TASK PROMPT:
Locate the line that contains "use axum::extract::State;" in the entries below, then repeat it and every following line through the line that contains "Request / response types", exactly, and no others.

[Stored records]
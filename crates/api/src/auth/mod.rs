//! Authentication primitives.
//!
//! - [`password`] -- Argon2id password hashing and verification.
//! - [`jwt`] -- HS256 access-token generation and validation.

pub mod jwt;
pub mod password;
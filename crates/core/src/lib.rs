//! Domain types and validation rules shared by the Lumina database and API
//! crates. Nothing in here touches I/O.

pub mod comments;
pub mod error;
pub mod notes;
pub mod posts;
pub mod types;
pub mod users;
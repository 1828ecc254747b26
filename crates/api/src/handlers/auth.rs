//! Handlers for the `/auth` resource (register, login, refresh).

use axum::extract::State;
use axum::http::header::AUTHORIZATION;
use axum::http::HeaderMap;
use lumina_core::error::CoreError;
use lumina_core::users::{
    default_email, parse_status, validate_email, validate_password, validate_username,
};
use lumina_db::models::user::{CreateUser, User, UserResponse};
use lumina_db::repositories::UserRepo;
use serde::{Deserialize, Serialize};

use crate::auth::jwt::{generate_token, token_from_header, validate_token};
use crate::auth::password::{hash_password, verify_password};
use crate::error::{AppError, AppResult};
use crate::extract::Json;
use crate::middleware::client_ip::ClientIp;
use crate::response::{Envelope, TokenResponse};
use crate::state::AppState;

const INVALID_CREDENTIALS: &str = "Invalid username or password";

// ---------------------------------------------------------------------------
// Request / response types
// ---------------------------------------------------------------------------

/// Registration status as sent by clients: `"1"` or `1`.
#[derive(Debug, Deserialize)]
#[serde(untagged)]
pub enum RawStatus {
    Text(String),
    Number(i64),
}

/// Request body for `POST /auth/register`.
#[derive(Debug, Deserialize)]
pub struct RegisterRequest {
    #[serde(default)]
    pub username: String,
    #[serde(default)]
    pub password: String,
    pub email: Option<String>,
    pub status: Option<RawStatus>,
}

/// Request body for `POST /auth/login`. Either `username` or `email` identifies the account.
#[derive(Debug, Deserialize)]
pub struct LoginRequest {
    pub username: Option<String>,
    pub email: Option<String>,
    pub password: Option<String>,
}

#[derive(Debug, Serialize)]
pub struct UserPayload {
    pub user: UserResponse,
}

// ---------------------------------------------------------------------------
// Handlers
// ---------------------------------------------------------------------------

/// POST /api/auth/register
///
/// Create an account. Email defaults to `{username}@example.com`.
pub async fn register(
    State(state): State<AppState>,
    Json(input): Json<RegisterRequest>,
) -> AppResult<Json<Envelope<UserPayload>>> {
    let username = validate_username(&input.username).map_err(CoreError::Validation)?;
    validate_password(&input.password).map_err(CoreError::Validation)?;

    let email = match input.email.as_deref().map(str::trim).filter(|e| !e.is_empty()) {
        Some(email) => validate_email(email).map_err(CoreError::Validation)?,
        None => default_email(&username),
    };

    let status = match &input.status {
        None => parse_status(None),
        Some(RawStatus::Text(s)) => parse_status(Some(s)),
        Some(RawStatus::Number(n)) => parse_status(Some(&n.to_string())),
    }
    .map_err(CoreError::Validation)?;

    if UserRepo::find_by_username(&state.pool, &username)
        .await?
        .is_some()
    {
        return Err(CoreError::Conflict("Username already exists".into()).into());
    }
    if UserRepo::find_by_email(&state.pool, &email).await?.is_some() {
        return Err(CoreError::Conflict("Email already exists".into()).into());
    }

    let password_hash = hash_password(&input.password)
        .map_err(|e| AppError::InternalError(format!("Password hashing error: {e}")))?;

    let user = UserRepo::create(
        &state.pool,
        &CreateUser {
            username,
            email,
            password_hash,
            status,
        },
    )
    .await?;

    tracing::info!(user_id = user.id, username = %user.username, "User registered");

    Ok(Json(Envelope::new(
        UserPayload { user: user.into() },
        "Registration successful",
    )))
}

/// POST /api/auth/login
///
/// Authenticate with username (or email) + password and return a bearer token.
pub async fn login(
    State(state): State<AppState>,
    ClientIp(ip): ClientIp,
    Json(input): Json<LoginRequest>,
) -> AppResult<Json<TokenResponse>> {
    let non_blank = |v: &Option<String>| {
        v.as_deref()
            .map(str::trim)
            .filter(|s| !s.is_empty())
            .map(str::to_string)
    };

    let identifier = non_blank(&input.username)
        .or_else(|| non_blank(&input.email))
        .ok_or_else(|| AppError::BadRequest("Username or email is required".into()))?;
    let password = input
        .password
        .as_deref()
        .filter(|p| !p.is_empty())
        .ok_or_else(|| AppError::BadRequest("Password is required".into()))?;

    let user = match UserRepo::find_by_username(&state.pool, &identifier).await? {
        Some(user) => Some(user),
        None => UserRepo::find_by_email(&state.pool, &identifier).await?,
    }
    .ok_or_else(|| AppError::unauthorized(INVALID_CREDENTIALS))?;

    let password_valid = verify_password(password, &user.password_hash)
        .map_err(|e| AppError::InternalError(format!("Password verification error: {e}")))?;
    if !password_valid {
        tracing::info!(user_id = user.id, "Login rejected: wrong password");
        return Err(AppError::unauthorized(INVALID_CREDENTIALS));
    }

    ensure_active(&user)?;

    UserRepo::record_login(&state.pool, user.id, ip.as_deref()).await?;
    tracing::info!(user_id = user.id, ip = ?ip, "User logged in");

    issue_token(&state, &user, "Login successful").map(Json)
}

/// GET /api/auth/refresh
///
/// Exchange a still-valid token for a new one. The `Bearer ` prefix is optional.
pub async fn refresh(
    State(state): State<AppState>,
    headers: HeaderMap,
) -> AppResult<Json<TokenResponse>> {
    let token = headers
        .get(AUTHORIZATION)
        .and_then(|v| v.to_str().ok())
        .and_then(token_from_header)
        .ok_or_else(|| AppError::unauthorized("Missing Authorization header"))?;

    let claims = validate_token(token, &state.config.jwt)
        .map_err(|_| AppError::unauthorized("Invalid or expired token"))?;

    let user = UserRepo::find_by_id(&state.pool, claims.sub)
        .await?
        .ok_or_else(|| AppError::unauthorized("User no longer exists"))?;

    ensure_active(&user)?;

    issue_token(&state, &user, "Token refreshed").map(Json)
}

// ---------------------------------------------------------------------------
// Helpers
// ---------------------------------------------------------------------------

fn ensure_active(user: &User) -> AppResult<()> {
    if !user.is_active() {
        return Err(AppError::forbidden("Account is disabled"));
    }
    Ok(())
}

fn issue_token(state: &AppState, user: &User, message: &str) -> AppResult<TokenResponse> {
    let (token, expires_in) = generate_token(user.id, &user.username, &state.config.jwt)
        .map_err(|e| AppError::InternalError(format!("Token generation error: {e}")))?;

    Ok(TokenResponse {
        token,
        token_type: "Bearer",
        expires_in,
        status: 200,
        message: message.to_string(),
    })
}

OUTPUT:
use axum::extract::State;
use axum::http::header::AUTHORIZATION;
use axum::http::HeaderMap;
use lumina_core::error::CoreError;
use lumina_core::users::{
    default_email, parse_status, validate_email, validate_password, validate_username,
};
use lumina_db::models::user::{CreateUser, User, UserResponse};
use lumina_db::repositories::UserRepo;
use serde::{Deserialize, Serialize};

use crate::auth::jwt::{generate_token, token_from_header, validate_token};
use crate::auth::password::{hash_password, verify_password};
use crate::error::{AppError, AppResult};
use crate::extract::Json;
use crate::middleware::client_ip::ClientIp;
use crate::response::{Envelope, TokenResponse};
use crate::state::AppState;

const INVALID_CREDENTIALS: &str = "Invalid username or password";

// ---------------------------------------------------------------------------
// Request / response types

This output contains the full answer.